▸ **Assignment**: Copy nothing but the lines below running from the line containing "let client = reqwest::Client::new();" through the line containing "let body: Value", both end lines included.

▸ **Material to process**:
┄┄┄┄┄┄┄┄┄┄┄┄┄┄┄┄┄┄┄┄

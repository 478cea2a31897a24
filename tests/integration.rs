//! End-to-end tests of the `noesis-seed` binary: scan a `--filesdir`,
//! extract concepts through a local mock LLM endpoint, persist, and
//! (for the `--serve` test) answer tool calls over HTTP.
//!
//! The mock endpoint stands in for the real OpenAI-compatible chat
//! completions API so these tests run offline and fast — `[enrichment]
//! llm_endpoint` points at it instead of the real provider.

use std::fs;
use std::path::{Path, PathBuf};
use std::process::Command;
use std::time::Duration;

use axum::response::IntoResponse;
use axum::routing::post;
use axum::{Json, Router};
use serde_json::{json, Value};
use tempfile::TempDir;

fn seed_binary() -> PathBuf {
    let mut path = std::env::current_exe().unwrap();
    path.pop(); // deps/<test-binary>
    path.pop(); // debug/
    path.push("noesis-seed");
    path
}

fn find_free_port() -> u16 {
    let listener = std::net::TcpListener::bind("127.0.0.1:0").unwrap();
    listener.local_addr().unwrap().port()
}

/// A chat-completions stand-in: documents whose text contains
/// `TRIGGER_FAILURE` get back unparseable JSON (an extraction error
/// without the real backoff/retry delay a 5xx would trigger), everything
/// else gets a fixed, valid extraction payload.
async fn mock_chat_completions(Json(body): Json<Value>) -> impl IntoResponse {
    let user_content = body["messages"]
        .as_array()
        .and_then(|messages| messages.iter().find(|m| m["role"] == "user"))
        .and_then(|m| m["content"].as_str())
        .unwrap_or("");

    let content = if user_content.contains("TRIGGER_FAILURE") {
        "not valid json {{".to_string()
    } else {
        json!({
            "primary_concepts": ["ownership", "borrowing"],
            "technical_terms": ["cargo"],
            "acronyms": [],
            "categories": ["Programming Languages"],
            "related_concepts": ["memory safety"],
        })
        .to_string()
    };

    Json(json!({ "choices": [ { "message": { "content": content } } ] }))
}

/// Spawns the mock LLM server on a dedicated background thread with its
/// own current-thread runtime, detached for the test binary's lifetime.
fn spawn_mock_llm_server() -> u16 {
    let listener = std::net::TcpListener::bind("127.0.0.1:0").unwrap();
    let port = listener.local_addr().unwrap().port();

    std::thread::spawn(move || {
        let rt = tokio::runtime::Builder::new_current_thread()
            .enable_all()
            .build()
            .unwrap();
        rt.block_on(async move {
            listener.set_nonblocking(true).unwrap();
            let tokio_listener = tokio::net::TcpListener::from_std(listener).unwrap();
            let app = Router::new().route("/v1/chat/completions", post(mock_chat_completions));
            axum::serve(tokio_listener, app).await.unwrap();
        });
    });

    port
}

fn write_config(root: &Path, llm_port: u16, server_port: Option<u16>) -> PathBuf {
    let db_path = root.join("data").join("noesis.db");
    fs::create_dir_all(db_path.parent().unwrap()).unwrap();

    let server_section = match server_port {
        Some(port) => format!("[server]\nbind = \"127.0.0.1:{port}\"\n\n"),
        None => String::new(),
    };

    let content = format!(
        r#"[db]
path = "{}"

[chunking]
max_tokens = 700

{server_section}[enrichment]
min_interval_ms = 1
worker_concurrency = 2
llm_endpoint = "http://127.0.0.1:{llm_port}/v1/chat/completions"
"#,
        db_path.display(),
    );

    let config_path = root.join("noesis.toml");
    fs::write(&config_path, content).unwrap();
    config_path
}

fn write_files_dir(root: &Path, files: &[(&str, &str)]) -> PathBuf {
    let files_dir = root.join("files");
    fs::create_dir_all(&files_dir).unwrap();
    for (name, contents) in files {
        fs::write(files_dir.join(name), contents).unwrap();
    }
    files_dir
}

struct RunOutput {
    stdout: String,
    stderr: String,
    success: bool,
}

fn run_seed(config_path: &Path, filesdir: &Path, extra_args: &[&str]) -> RunOutput {
    let output = Command::new(seed_binary())
        .arg("--config")
        .arg(config_path)
        .arg("--filesdir")
        .arg(filesdir)
        .arg("--quiet")
        .args(extra_args)
        .output()
        .unwrap_or_else(|e| panic!("failed to run noesis-seed: {e}"));

    RunOutput {
        stdout: String::from_utf8_lossy(&output.stdout).to_string(),
        stderr: String::from_utf8_lossy(&output.stderr).to_string(),
        success: output.status.success(),
    }
}

#[test]
fn seed_creates_database_and_reports_counts() {
    let llm_port = spawn_mock_llm_server();
    let tmp = TempDir::new().unwrap();
    let config_path = write_config(tmp.path(), llm_port, None);
    let files_dir = write_files_dir(
        tmp.path(),
        &[
            ("alpha.md", "# Alpha\n\nOwnership and borrowing in Rust."),
            ("beta.md", "# Beta\n\nCargo and crates for packaging."),
        ],
    );

    let out = run_seed(&config_path, &files_dir, &[]);
    assert!(out.success, "stdout={} stderr={}", out.stdout, out.stderr);
    assert!(out.stdout.contains("seeded 2/2"), "{}", out.stdout);
    assert!(tmp.path().join("data").join("noesis.db").exists());
}

#[test]
fn seed_skips_unchanged_documents_on_rerun() {
    let llm_port = spawn_mock_llm_server();
    let tmp = TempDir::new().unwrap();
    let config_path = write_config(tmp.path(), llm_port, None);
    let files_dir = write_files_dir(tmp.path(), &[("doc.md", "Ownership in Rust.")]);

    let first = run_seed(&config_path, &files_dir, &[]);
    assert!(first.success, "{}", first.stderr);
    assert!(first.stdout.contains("seeded 1/1"));

    let second = run_seed(&config_path, &files_dir, &[]);
    assert!(second.success, "{}", second.stderr);
    assert!(second.stdout.contains("seeded 0/1"), "{}", second.stdout);
}

#[test]
fn seed_overwrite_reprocesses_every_document() {
    let llm_port = spawn_mock_llm_server();
    let tmp = TempDir::new().unwrap();
    let config_path = write_config(tmp.path(), llm_port, None);
    let files_dir = write_files_dir(tmp.path(), &[("doc.md", "Ownership in Rust.")]);

    run_seed(&config_path, &files_dir, &[]);
    let second = run_seed(&config_path, &files_dir, &["--overwrite"]);
    assert!(second.success, "{}", second.stderr);
    assert!(second.stdout.contains("seeded 1/1"), "{}", second.stdout);
}

#[test]
fn seed_auto_reseed_reprocesses_only_changed_documents() {
    let llm_port = spawn_mock_llm_server();
    let tmp = TempDir::new().unwrap();
    let config_path = write_config(tmp.path(), llm_port, None);
    let files_dir = write_files_dir(
        tmp.path(),
        &[
            ("alpha.md", "Ownership in Rust."),
            ("beta.md", "Cargo and crates."),
        ],
    );

    run_seed(&config_path, &files_dir, &[]);
    fs::write(files_dir.join("alpha.md"), "Ownership, borrowing, and lifetimes in Rust.").unwrap();

    let second = run_seed(&config_path, &files_dir, &["--auto-reseed"]);
    assert!(second.success, "{}", second.stderr);
    assert!(second.stdout.contains("seeded 1/2"), "{}", second.stdout);
}

#[test]
fn seed_missing_filesdir_fails_with_exit_code_four() {
    let llm_port = spawn_mock_llm_server();
    let tmp = TempDir::new().unwrap();
    let config_path = write_config(tmp.path(), llm_port, None);
    let missing = tmp.path().join("does-not-exist");

    let out = run_seed(&config_path, &missing, &[]);
    assert!(!out.success);
    assert!(out.stderr.contains("does not exist"), "{}", out.stderr);
}

#[test]
fn seed_resume_sticks_to_failed_documents_until_retried() {
    let llm_port = spawn_mock_llm_server();
    let tmp = TempDir::new().unwrap();
    let config_path = write_config(tmp.path(), llm_port, None);
    let files_dir = write_files_dir(
        tmp.path(),
        &[
            ("good.md", "Ownership in Rust."),
            ("bad.md", "TRIGGER_FAILURE this document always fails extraction."),
        ],
    );

    let first = run_seed(&config_path, &files_dir, &["--resume"]);
    assert!(!first.success, "expected partial failure exit code, got success: {}", first.stdout);
    assert!(first.stdout.contains("seeded 1/2"), "{}", first.stdout);
    assert!(first.stdout.contains("1 failed"), "{}", first.stdout);

    // Second run: both documents already accounted for (one processed,
    // one stuck failed) — nothing new happens without --retry-failed.
    let second = run_seed(&config_path, &files_dir, &["--resume"]);
    assert!(second.success, "{}", second.stderr);
    assert!(second.stdout.contains("seeded 0/2"), "{}", second.stdout);

    // Third run: --retry-failed re-attempts the sticky failure.
    let third = run_seed(&config_path, &files_dir, &["--resume", "--retry-failed"]);
    assert!(!third.success);
    assert!(third.stdout.contains("seeded 0/2"), "{}", third.stdout);
    assert!(third.stdout.contains("1 failed"), "{}", third.stdout);
}

#[test]
fn seed_serve_flag_exposes_tool_surface_over_http() {
    let llm_port = spawn_mock_llm_server();
    let server_port = find_free_port();
    let tmp = TempDir::new().unwrap();
    let config_path = write_config(tmp.path(), llm_port, Some(server_port));
    let files_dir = write_files_dir(tmp.path(), &[("doc.md", "Ownership in Rust.")]);

    let mut child = Command::new(seed_binary())
        .arg("--config")
        .arg(&config_path)
        .arg("--filesdir")
        .arg(&files_dir)
        .arg("--quiet")
        .arg("--serve")
        .spawn()
        .unwrap_or_else(|e| panic!("failed to spawn noesis-seed --serve: {e}"));

    let rt = tokio::runtime::Builder::new_current_thread()
        .enable_all()
        .build()
        .unwrap();
    let outcome = rt.block_on(async {
        let client = reqwest::Client::new();
        let health_url = format!("http://127.0.0.1:{server_port}/health");
        let mut healthy = false;
        for _ in 0..100 {
            tokio::time::sleep(Duration::from_millis(100)).await;
            if let Ok(resp) = client.get(&health_url).send().await {
                if resp.status().is_success() {
                    healthy = true;
                    break;
                }
            }
        }
        assert!(healthy, "server never became healthy");

        let resp = client
            .get(format!("http://127.0.0.1:{server_port}/tools/list"))
            .send()
            .await
            .unwrap();
        assert_eq!(resp.status(), 200);
        let body: Value = resp.json().await.unwrap();
        let names: Vec<&str> = body["tools"]
            .as_array()
            .unwrap()
            .iter()
            .map(|t| t["name"].as_str().unwrap())
            .collect();
        assert!(names.contains(&"concept_search"));
        assert_eq!(names.len(), 8);
    });

    let _ = child.kill();
    let _ = child.wait();
    outcome
}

┄┄┄┄┄┄┄┄┄┄┄┄┄┄┄┄┄┄┄┄

▸ **Solution for this exercise**:
        let client = reqwest::Client::new();
        let health_url = format!("http://127.0.0.1:{server_port}/health");
        let mut healthy = false;
        for _ in 0..100 {
            tokio::time::sleep(Duration::from_millis(100)).await;
            if let Ok(resp) = client.get(&health_url).send().await {
                if resp.status().is_success() {
                    healthy = true;
                    break;
                }
            }
        }
        assert!(healthy, "server never became healthy");

        let resp = client
            .get(format!("http://127.0.0.1:{server_port}/tools/list"))
            .send()
            .await
            .unwrap();
        assert_eq!(resp.status(), 200);
        let body: Value = resp.json().await.unwrap();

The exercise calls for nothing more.